AEMO’s biannual plan for the future of the NEM, the Integrated System Plan (ISP) was released today. For consumers fed up with high electricity prices it holds out the promise of $11bn in savings if the “least cost” grid development plan is implemented.

Dig a little bit deeper and the risks and caveats around this number soon appear. Unfortunately AEMO doesn’t have a crystal ball, so its recommended grid build-out and the consequent costs and benefits is based on their best estimates. These have been tested against a range of scenarios and the $11bn net benefit is a weighted average of benefits that range from nil to around $40bn depending on the scenario. These extremes are rated as low probability (5-10%). The central estimate, which along with a handful of smaller sensitivities are rated as 60 per cent likely has a net benefit of around $7-8bn. The major source of benefits (c $10bn) is avoided fuel costs, i.e. coal and gas. Lower fuel costs would thus significantly reduce the benefits, as would competitive market dynamics that result in some of those gains being retained by generators.

Given the costs and benefits play out at different rates over 20-30 years, the figures above are presented on a net present value basis (NPV). Converting future dollars back to a consistent value today requires the use of a discount rate.

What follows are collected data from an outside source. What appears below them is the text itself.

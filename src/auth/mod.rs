use crate::state::AppState;
use axum::Router;

pub mod dto;
pub mod handlers;
pub mod jwt;
pub mod password;
pub mod repo;
pub mod repo_types;
pub mod services;

pub use jwt::AuthUser;

pub fn router() -> Router<AppState> {
    handlers::auth_routes()
}
use std::sync::Arc;

use async_trait::async_trait;
use sqlx::types::Json;
use uuid::Uuid;

use super::repo_types::{Diagnosis, DiagnosisRow, DiagnosisStats, LabelCount};
use crate::db::{Database, DbError};

/// Entries reported per statistics breakdown.
pub const TOP_N: i64 = 5;

#[async_trait]
pub trait DiagnosisRepo: Send + Sync {
    async fn insert(&self, diagnosis: &Diagnosis) -> Result<(), DbError>;
    /// Newest first.
    async fn list_for_user(&self, user_id: Uuid, limit: i64) -> Result<Vec<Diagnosis>, DbError>;
    async fn get(&self, user_id: Uuid, id: Uuid) -> Result<Option<Diagnosis>, DbError>;
    /// Returns the removed record so its image can be cleaned up.
    async fn delete(&self, user_id: Uuid, id: Uuid) -> Result<Option<Diagnosis>, DbError>;
    async fn statistics(&self, user_id: Uuid) -> Result<DiagnosisStats, DbError>;
}

const COLUMNS: &str = "id, user_id, crop_type, image_path, image_url, predicted_disease, \
                       confidence_score, advisory, api_response, created_at";

pub struct PgDiagnosisRepo {
    db: Arc<Database>,
}

impl PgDiagnosisRepo {
    pub fn new(db: Arc<Database>) -> Self {
        Self { db }
    }
}

#[async_trait]
impl DiagnosisRepo for PgDiagnosisRepo {
    async fn insert(&self, d: &Diagnosis) -> Result<(), DbError> {
        let pool = self.db.pool().await?;
        sqlx::query(&format!(
            "INSERT INTO diagnoses ({COLUMNS}) VALUES ($1, $2, $3, $4, $5, $6, $7, $8, $9, $10)"
        ))
        .bind(d.id)
        .bind(d.user_id)
        .bind(&d.crop_type)
        .bind(&d.image_path)
        .bind(&d.image_url)
        .bind(&d.predicted_disease)
        .bind(d.confidence_score)
        .bind(d.advisory.as_ref().map(Json))
        .bind(d.api_response.as_ref().map(Json))
        .bind(d.created_at)
        .execute(&pool)
        .await?;
        Ok(())
    }

    async fn list_for_user(&self, user_id: Uuid, limit: i64) -> Result<Vec<Diagnosis>, DbError> {
        let pool = self.db.pool().await?;
        let rows = sqlx::query_as::<_, DiagnosisRow>(&format!(
            "SELECT {COLUMNS} FROM diagnoses WHERE user_id = $1 ORDER BY created_at DESC LIMIT $2"
        ))
        .bind(user_id)
        .bind(limit)
        .fetch_all(&pool)
        .await?;
        Ok(rows.into_iter().map(Diagnosis::from).collect())
    }

    async fn get(&self, user_id: Uuid, id: Uuid) -> Result<Option<Diagnosis>, DbError> {
        let pool = self.db.pool().await?;
        let row = sqlx::query_as::<_, DiagnosisRow>(&format!(
            "SELECT {COLUMNS} FROM diagnoses WHERE id = $1 AND user_id = $2"
        ))
        .bind(id)
        .bind(user_id)
        .fetch_optional(&pool)
        .await?;
        Ok(row.map(Diagnosis::from))
    }

    async fn delete(&self, user_id: Uuid, id: Uuid) -> Result<Option<Diagnosis>, DbError> {
        let pool = self.db.pool().await?;
        let row = sqlx::query_as::<_, DiagnosisRow>(&format!(
            "DELETE FROM diagnoses WHERE id = $1 AND user_id = $2 RETURNING {COLUMNS}"
        ))
        .bind(id)
        .bind(user_id)
        .fetch_optional(&pool)
        .await?;
        Ok(row.map(Diagnosis::from))
    }

    async fn statistics(&self, user_id: Uuid) -> Result<DiagnosisStats, DbError> {
        let pool = self.db.pool().await?;
        let total: i64 = sqlx::query_scalar("SELECT COUNT(*) FROM diagnoses WHERE user_id = $1")
            .bind(user_id)
            .fetch_one(&pool)
            .await?;

        let top_diseases = sqlx::query_as::<_, LabelCount>(
            r#"
            SELECT predicted_disease AS label, COUNT(*) AS count
            FROM diagnoses WHERE user_id = $1
            GROUP BY predicted_disease
            ORDER BY count DESC, label ASC
            LIMIT $2
            "#,
        )
        .bind(user_id)
        .bind(TOP_N)
        .fetch_all(&pool)
        .await?;

        let top_crops = sqlx::query_as::<_, LabelCount>(
            r#"
            SELECT crop_type AS label, COUNT(*) AS count
            FROM diagnoses WHERE user_id = $1
            GROUP BY crop_type
            ORDER BY count DESC, label ASC
            LIMIT $2
            "#,
        )
        .bind(user_id)
        .bind(TOP_N)
        .fetch_all(&pool)
        .await?;

        Ok(DiagnosisStats {
            total,
            top_diseases,
            top_crops,
        })
    }
}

A higher discount rate reduces the value of dollars further in the future. Given costs are incurred first, a higher discount rate will reduce the net benefits and vice versa. This means that the discount rate is an important input. Whether AEMO’s use of 5.9% (in real terms) is correct is a moot point, but it matters.

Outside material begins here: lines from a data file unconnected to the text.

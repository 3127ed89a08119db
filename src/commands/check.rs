use crate::config::StateManager;
use crate::poller::CheckResult;
use anyhow::Result;
use colored::*;

pub async fn execute() -> Result<()> {
    let state = StateManager::new()?.load_or_default();
    let Some(target) = state.target else {
        return Err(crate::error::WatchError::NoTargetConfigured.into());
    };

    let mut poller = super::build_poller()?;
    match poller.run_once(&target).await {
        CheckResult::Success { file_count } => {
            println!(
                "{} {} — {} files",
                "✓".green(),
                target.display_path.display(),
                file_count
            );
        }
        CheckResult::Failure { kind, message } => {
            println!("{} {}: {}", "✗".red(), kind.title(), message);
        }
    }
    Ok(())
}
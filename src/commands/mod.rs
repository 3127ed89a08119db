pub mod check;
pub mod config;
pub mod credentials;
pub mod status;
pub mod target;
pub mod watch;

use crate::config::{ConfigManager, StateManager};
use crate::handle::DirectAccessBroker;
use crate::mount::{MountController, OsShareMounter};
use crate::notify::DesktopNotifier;
use crate::platform::detect_platform;
use crate::poller::SharePoller;
use crate::secrets::KeyringStore;
use anyhow::Result;
use std::sync::Arc;

/// Wire the real services into a poller. Built once per command; tests
/// substitute mocks through `SharePoller::new` directly.
pub(crate) fn build_poller() -> Result<SharePoller> {
    let platform_info = detect_platform()?;
    let controller = MountController::new(
        Arc::new(OsShareMounter::new()?),
        Arc::new(KeyringStore::new()),
        platform_info.mounts_root,
    );
    Ok(SharePoller::new(
        controller,
        Arc::new(DirectAccessBroker),
        Arc::new(DesktopNotifier),
        ConfigManager::new()?,
        StateManager::new()?,
    ))
}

The ISP’s assessment of the costs of individual projects is necessarily very high level. So, each one has to go through a regulatory investment test (RIT-T) process to be signed off by the AER. At this point, costs start to get firmed up and net benefits are also tested again. But even then there is much uncertainty. Project EnergyConnect, a SA-NSW interconnector has been approved. But the proponents, ElectraNet and TransGrid are now saying the costs could be 30 per cent higher than when it was approved in February. They are also revisiting the benefits. The AER’s approval process entailed some additional modelling runs under which the net benefits were much lower (due to different fuel savings assumptions) – around $269-$315m rather than ElectraNet’s $924m. At these lower levels, a 30 per cent increase on the $1.53bn (undiscounted) project cost would wipe out the net benefits.

Other ISP projects have been subject to criticism on similar grounds. Consultants Goanna energy reviewed the RIT-T for Marinus link, the proposed second interconnector from Tasmania to the mainland. They argue that the fuel savings (again the key benefit by dollar value) are due to a switch from gas to hydro. But given Hydro Tasmania runs virtually all the generation in Tasmania they are sceptical that competition will be sufficient to ensure these savings get passed to consumers rather than be retained by Hydro Tasmania. Yet it is consumers who pick up the tab for the project.

Fundamentally this is the underlying paradox with the ISP. It claims to be based on an optimised “least cost” system. But while regulated transmission investment could plausibly be planned on a least cost basis, generation and storage are market investments. Individual participants underwrite these based on their assessment of whether they can make money from them, not whether they fit into a least cost system forecast.

AEMO do acknowledge this to some extent and note that a range of market reforms are likely to be required to ensure the right signals to market investors. They also note the impact that government policies can have. The New England Renewable Energy Zone (REZ) is not forecast to be required to be built out until the mid-2030s, “or earlier if the NE REZ is accelerated through NSW government policy”. But why would the NSW government accelerate this REZ if it’s not part of the least cost future? Who knows, but it looks like they are going to…

To be fair to AEMO, they have a duty under the rules to develop an ISP every two years, and they can’t afford to sit on their hands as Australia goes through “what is acknowledged to be the world’s fastest energy transition”. But is a rapid transition the best time to be committing consumers to billions of dollars in regulated investments that they will have to pay for the next several decades?